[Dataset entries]
• • •

//! Response writing
//!
//! Malformed arguments report `NoSuchRequest` (or `InvalidValue` for head
//! metadata) and set the last error.

use std::os::raw::c_char;

use pylon_core::{RequestId, RequestStatus, ResponseStatus};
use pylon_server::Server;

use crate::error::{fail, FfiError};
use crate::types::PylonServer;
use crate::{bytes_arg, parse_id, required_str, server_ref};

fn target<'a>(
    server: *mut PylonServer,
    request_id: *const c_char,
) -> Result<(&'a Server, RequestId), FfiError> {
    let server = server_ref(server)?;
    let id = parse_id(request_id, "request_id")?;
    Ok((server, id))
}

unsafe fn with_body(
    server: *mut PylonServer,
    request_id: *const c_char,
    data: *const u8,
    len: usize,
    op: impl FnOnce(&Server, &RequestId, Vec<u8>) -> ResponseStatus,
) -> ResponseStatus {
    let args = target(server, request_id)
        .and_then(|(server, id)| Ok((server, id, bytes_arg(data, len)?.to_vec())));
    match args {
        Ok((server, id, body)) => op(server, &id, body),
        Err(e) => {
            fail(e);
            ResponseStatus::NoSuchRequest
        }
    }
}

/// Write a body chunk, flushing the head first if needed
///
/// # Safety
///
/// - `server` must be a valid server pointer
/// - `request_id` must be a valid NUL-terminated string
/// - `data` must be valid for `len` bytes (may be null when `len` is 0)
#[no_mangle]
pub unsafe extern "C" fn pylon_write_response(
    server: *mut PylonServer,
    request_id: *const c_char,
    data: *const u8,
    len: usize,
) -> ResponseStatus {
    with_body(server, request_id, data, len, |server, id, body| {
        server.write_response(id, body)
    })
}

/// Write a final chunk and complete the response
///
/// # Safety
///
/// Same requirements as `pylon_write_response`.
#[no_mangle]
pub unsafe extern "C" fn pylon_end_response(
    server: *mut PylonServer,
    request_id: *const c_char,
    data: *const u8,
    len: usize,
) -> ResponseStatus {
    with_body(server, request_id, data, len, |server, id, body| {
        server.end_response(id, body)
    })
}

/// Backpressure-aware write that ends once `total_size` bytes went out
///
/// Returns `NotSent` when the chunk does not fit; an HTTP_WRITABLE event
/// follows once the buffered bytes drain.
///
/// # Safety
///
/// Same requirements as `pylon_write_response`.
#[no_mangle]
pub unsafe extern "C" fn pylon_try_end_response(
    server: *mut PylonServer,
    request_id: *const c_char,
    data: *const u8,
    len: usize,
    total_size: usize,
) -> ResponseStatus {
    with_body(server, request_id, data, len, |server, id, body| {
        server.try_end_response(id, body, total_size)
    })
}

/// Set the status line, e.g. `"404 Not Found"`
///
/// # Safety
///
/// - `server` must be a valid server pointer
/// - `request_id` and `status` must be valid NUL-terminated strings
#[no_mangle]
pub unsafe extern "C" fn pylon_write_response_status(
    server: *mut PylonServer,
    request_id: *const c_char,
    status: *const c_char,
) -> RequestStatus {
    let (server, id) = match target(server, request_id) {
        Ok(target) => target,
        Err(e) => {
            fail(e);
            return RequestStatus::NoSuchRequest;
        }
    };
    match required_str(status, "status") {
        Ok(status) => server.write_response_status(&id, status),
        Err(e) => {
            fail(e);
            RequestStatus::InvalidValue
        }
    }
}

/// Add a response header
///
/// # Safety
///
/// - `server` must be a valid server pointer
/// - `request_id`, `name` and `value` must be valid NUL-terminated strings
#[no_mangle]
pub unsafe extern "C" fn pylon_write_response_header(
    server: *mut PylonServer,
    request_id: *const c_char,
    name: *const c_char,
    value: *const c_char,
) -> RequestStatus {
    let (server, id) = match target(server, request_id) {
        Ok(target) => target,
        Err(e) => {
            fail(e);
            return RequestStatus::NoSuchRequest;
        }
    };
    let header = required_str(name, "name").and_then(|name| Ok((name, required_str(value, "value")?)));
    match header {
        Ok((name, value)) => server.write_response_header(&id, name, value),
        Err(e) => {
            fail(e);
            RequestStatus::InvalidValue
        }
    }
}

• • •

**DIRECTIONS**
Return all the lines above exactly as given.

**SOLUTION**
//! Response writing
//!
//! Malformed arguments report `NoSuchRequest` (or `InvalidValue` for head
//! metadata) and set the last error.

use std::os::raw::c_char;

use pylon_core::{RequestId, RequestStatus, ResponseStatus};
use pylon_server::Server;

use crate::error::{fail, FfiError};
use crate::types::PylonServer;
use crate::{bytes_arg, parse_id, required_str, server_ref};

fn target<'a>(
    server: *mut PylonServer,
    request_id: *const c_char,
) -> Result<(&'a Server, RequestId), FfiError> {
    let server = server_ref(server)?;
    let id = parse_id(request_id, "request_id")?;
    Ok((server, id))
}

unsafe fn with_body(
    server: *mut PylonServer,
    request_id: *const c_char,
    data: *const u8,
    len: usize,
    op: impl FnOnce(&Server, &RequestId, Vec<u8>) -> ResponseStatus,
) -> ResponseStatus {
    let args = target(server, request_id)
        .and_then(|(server, id)| Ok((server, id, bytes_arg(data, len)?.to_vec())));
    match args {
        Ok((server, id, body)) => op(server, &id, body),
        Err(e) => {
            fail(e);
            ResponseStatus::NoSuchRequest
        }
    }
}

/// Write a body chunk, flushing the head first if needed
///
/// # Safety
///
/// - `server` must be a valid server pointer
/// - `request_id` must be a valid NUL-terminated string
/// - `data` must be valid for `len` bytes (may be null when `len` is 0)
#[no_mangle]
pub unsafe extern "C" fn pylon_write_response(
    server: *mut PylonServer,
    request_id: *const c_char,
    data: *const u8,
    len: usize,
) -> ResponseStatus {
    with_body(server, request_id, data, len, |server, id, body| {
        server.write_response(id, body)
    })
}

/// Write a final chunk and complete the response
///
/// # Safety
///
/// Same requirements as `pylon_write_response`.
#[no_mangle]
pub unsafe extern "C" fn pylon_end_response(
    server: *mut PylonServer,
    request_id: *const c_char,
    data: *const u8,
    len: usize,
) -> ResponseStatus {
    with_body(server, request_id, data, len, |server, id, body| {
        server.end_response(id, body)
    })
}

/// Backpressure-aware write that ends once `total_size` bytes went out
///
/// Returns `NotSent` when the chunk does not fit; an HTTP_WRITABLE event
/// follows once the buffered bytes drain.
///
/// # Safety
///
/// Same requirements as `pylon_write_response`.
#[no_mangle]
pub unsafe extern "C" fn pylon_try_end_response(
    server: *mut PylonServer,
    request_id: *const c_char,
    data: *const u8,
    len: usize,
    total_size: usize,
) -> ResponseStatus {
    with_body(server, request_id, data, len, |server, id, body| {
        server.try_end_response(id, body, total_size)
    })
}

/// Set the status line, e.g. `"404 Not Found"`
///
/// # Safety
///
/// - `server` must be a valid server pointer
/// - `request_id` and `status` must be valid NUL-terminated strings
#[no_mangle]
pub unsafe extern "C" fn pylon_write_response_status(
    server: *mut PylonServer,
    request_id: *const c_char,
    status: *const c_char,
) -> RequestStatus {
    let (server, id) = match target(server, request_id) {
        Ok(target) => target,
        Err(e) => {
            fail(e);
            return RequestStatus::NoSuchRequest;
        }
    };
    match required_str(status, "status") {
        Ok(status) => server.write_response_status(&id, status),
        Err(e) => {
            fail(e);
            RequestStatus::InvalidValue
        }
    }
}

/// Add a response header
///
/// # Safety
///
/// - `server` must be a valid server pointer
/// - `request_id`, `name` and `value` must be valid NUL-terminated strings
#[no_mangle]
pub unsafe extern "C" fn pylon_write_response_header(
    server: *mut PylonServer,
    request_id: *const c_char,
    name: *const c_char,
    value: *const c_char,
) -> RequestStatus {
    let (server, id) = match target(server, request_id) {
        Ok(target) => target,
        Err(e) => {
            fail(e);
            return RequestStatus::NoSuchRequest;
        }
    };
    let header = required_str(name, "name").and_then(|name| Ok((name, required_str(value, "value")?)));
    match header {
        Ok((name, value)) => server.write_response_header(&id, name, value),
        Err(e) => {
            fail(e);
            RequestStatus::InvalidValue
        }
    }
}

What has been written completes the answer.